1955 is best remembered for the all-new standard Chevrolet, the first of "The Hot Ones". This and the next two years are possibly the best-loved big Chevys of all time, with the iconic '57 Bel Air topping the list. After stumbling in sales for a single year in 1957, Chevy regained the top position in sales in 1958, a spot it wouldn't relinquish again for several decades.
By 1960, the compact wars were really beginning to heat up, andChevy was in the thick of things with their radical new Corvair, with it's rear-mounted, air-cooled horizontally-opposed 6-cylinder engine. This unorthodox approach was arrived at very logically: By putting the entire drivetrain behind the car's cabin, it allowed for greater interior room and a flat floor. The Corvair had very nearly the interior volume of a full-size Chevrolet, while it's competition like the Ford Falcon and Chrysler Corp's valiant (it didn't become a Plymouth until 1961) were basically just traditional American sedans reduced to roughly 4/5 their size with a corresponding reduction in interior room. Unfortunately, Americans wanted conventional cars rather than cutting edge thinking, so the Corvair didn't sell as well as expected. Chevy reacted by bringing ANOTHER entry to the compact field only tweo years later, the Chevy II series of utterly conventional compacts. Corvair was repurposed as a sporty compact, thus originating the modern "Sport Compact" merket segment. It succeeded so well at this new direction that Ford had to react to it by rushing a rebodied falcon to market in the middle of the 1964 model year - They called this car the Mustang!
In 1963, Corvette got it's first total redesign, gaining a fully independant rear suspension in the deal. Larry Shinoda's timeless design is considered by many, myself included, to be the best looking all-around Corvette design ever.
1964 brought yet another car to the Chevy lineup: the "Midsize" Chevelle. Then in 1967, Chevrolet answered the Mustang with their second sporty compact offering, the Camaro. Unfortunately, that pretty much sounded the death knell for the Corvair.
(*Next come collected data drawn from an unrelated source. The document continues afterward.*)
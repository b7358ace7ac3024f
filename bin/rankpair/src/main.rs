//! # rankpair binary
//!
//! Assembles the engine (JSON store + ranking service) and drives it from
//! a line-oriented REPL. All text formatting lives here; the engine only
//! returns values. A chat transport would replace this module and call
//! the same service methods.

mod config;

use anyhow::Context;
use tokio::io::{AsyncBufReadExt, BufReader};
use tracing::info;
use tracing_subscriber::EnvFilter;

use rp_core::error::RankError;
use rp_service::{EngineConfig, PairOffer, RankingService};
use rp_storage_json::JsonStore;

use crate::config::Settings;

#[tokio::main]
async fn main() -> anyhow::Result<()> {
    dotenvy::dotenv().ok();
    tracing_subscriber::fmt()
        .with_env_filter(EnvFilter::try_from_default_env().unwrap_or_else(|_| EnvFilter::new("info")))
        .init();

    let settings = Settings::load().context("failed to load settings")?;
    info!(data_dir = %settings.data_dir.display(), judge = %settings.judge_id, "starting");

    let store = JsonStore::open(&settings.data_dir).await?;
    let service = RankingService::new(
        store,
        EngineConfig {
            k_factor: settings.k_factor,
            candidate_window: settings.candidate_window,
        },
    );

    run_repl(&service, &settings.judge_id).await
}

async fn run_repl(service: &RankingService<JsonStore>, judge_id: &str) -> anyhow::Result<()> {
    println!("rankpair: type `help` for commands");

    let mut lines = BufReader::new(tokio::io::stdin()).lines();
    while let Some(line) = lines.next_line().await? {
        let line = line.trim();
        if line.is_empty() {
            continue;
        }
        let (verb, rest) = line.split_once(' ').unwrap_or((line, ""));

        match (verb, rest.trim()) {
            ("help", _) => print_help(),
            ("add", "") => println!("usage: add <name>"),
            ("add", name) => match service.add_item(name, Some(judge_id.to_string())).await {
                Ok((item, true)) => println!("Added '{}' to the ranking list.", item.name),
                Ok((item, false)) => println!("'{}' is already in the list.", item.name),
                Err(err) => print_error(&err),
            },
            ("rank", _) => match service.request_pair(judge_id).await {
                Ok(offer) => print_offer(&offer),
                Err(err) => print_error(&err),
            },
            ("1" | "2", _) => match service.submit_choice(judge_id, verb).await {
                Ok(outcome) => {
                    println!(
                        "Recorded your preference for '{}' ({:.0} vs {:.0}).",
                        outcome.winner.name, outcome.winner.rating, outcome.loser.rating
                    );
                    match service.request_pair(judge_id).await {
                        Ok(offer) => print_offer(&offer),
                        Err(err) => print_error(&err),
                    }
                }
                Err(err) => print_error(&err),
            },
            ("skip", _) => match service.skip_current_offer(judge_id).await {
                Ok(offer) => print_offer(&offer),
                Err(err) => print_error(&err),
            },
            ("reveal", _) => match service.leaderboard().await {
                Ok(items) if items.is_empty() => {
                    println!("No items to rank yet. Add some with `add <name>`.")
                }
                Ok(items) => {
                    println!("Current rankings:");
                    for (place, item) in items.iter().enumerate() {
                        println!(
                            "{:>3}. {} (rating: {:.0}, comparisons: {})",
                            place + 1,
                            item.name,
                            item.rating,
                            item.comparison_count
                        );
                    }
                }
                Err(err) => print_error(&err),
            },
            ("remaining", _) => match service.remaining_pairs(judge_id).await {
                Ok(n) => println!("{n} pair(s) left for you."),
                Err(err) => print_error(&err),
            },
            ("duel", _) => match service.random_pair().await {
                Ok((a, b)) => println!("Random match-up: {} vs {}", a.name, b.name),
                Err(err) => print_error(&err),
            },
            ("rerank", _) => match service.reset_rankings().await {
                Ok(()) => println!("Rankings reset. All votes cleared, but items remain."),
                Err(err) => print_error(&err),
            },
            ("reset", "all") => match service.reset_all().await {
                Ok(()) => println!("Reset complete. All items, votes, and rankings cleared."),
                Err(err) => print_error(&err),
            },
            ("quit" | "exit", _) => break,
            _ => println!("Unknown command. Type `help`."),
        }
    }

    Ok(())
}

fn print_offer(offer: &PairOffer) {
    println!("Which do you prefer?");
    println!("  1. {}", offer.item_a.name);
    println!("  2. {}", offer.item_b.name);
    println!(
        "Reply with 1 or 2. ({} pair{} remaining)",
        offer.remaining,
        if offer.remaining == 1 { "" } else { "s" }
    );
}

fn print_error(err: &RankError) {
    match err {
        RankError::InsufficientItems(_) => {
            println!("Not enough items to compare yet. Add at least 2 with `add <name>`.")
        }
        RankError::PairsExhausted => {
            println!("You've voted on every pair. Check the rankings with `reveal`.")
        }
        RankError::InvalidChoice(_) => println!("Please reply with 1 or 2."),
        RankError::NotFound(kind, _) if kind == "voting session" => {
            println!("No pair is waiting for you. Type `rank` to get one.")
        }
        RankError::NotFound(..) => println!("That item no longer exists. Starting over: `rank`."),
        RankError::Storage(source) => println!("Storage error: {source:#}"),
    }
}

fn print_help() {
    println!(
        "\
commands:
  add <name>   add an item to rank (idempotent by name)
  rank         get your next pair to judge
  1 | 2        choose the preferred item of the current pair
  skip         discard the current pair and draw another
  reveal       show the leaderboard
  remaining    how many pairs you still have
  duel         show a random match-up (ignores history)
  rerank       reset ratings and votes, keep items
  reset all    wipe everything
  quit         leave"
    );
}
Ralph Nader had already given the car an undeserved black eye in his famous work of fiction, "Unsafe At Any Speed", where, in the first chapter, he claimed that Corvairs tended to roll over easily. That claim was proven wrong in a government investigation years later, after the damagehad already been done. The second chapter dealt with the claim that the horizontal tail fins of the 1959 and 1960 full-size Chevys caused the rear end of the car to actually lift off the road at 70 mph... If he had checked his facts with NASCAR driver Junior Johnson, he would never had made that assertion - Johnson won the 1960 Daytona 500 in a '59 Impala at an average speed of nearly 140 mph. How do you suppose he managed to maintain speeds like that if his drive wheels weren't on the track?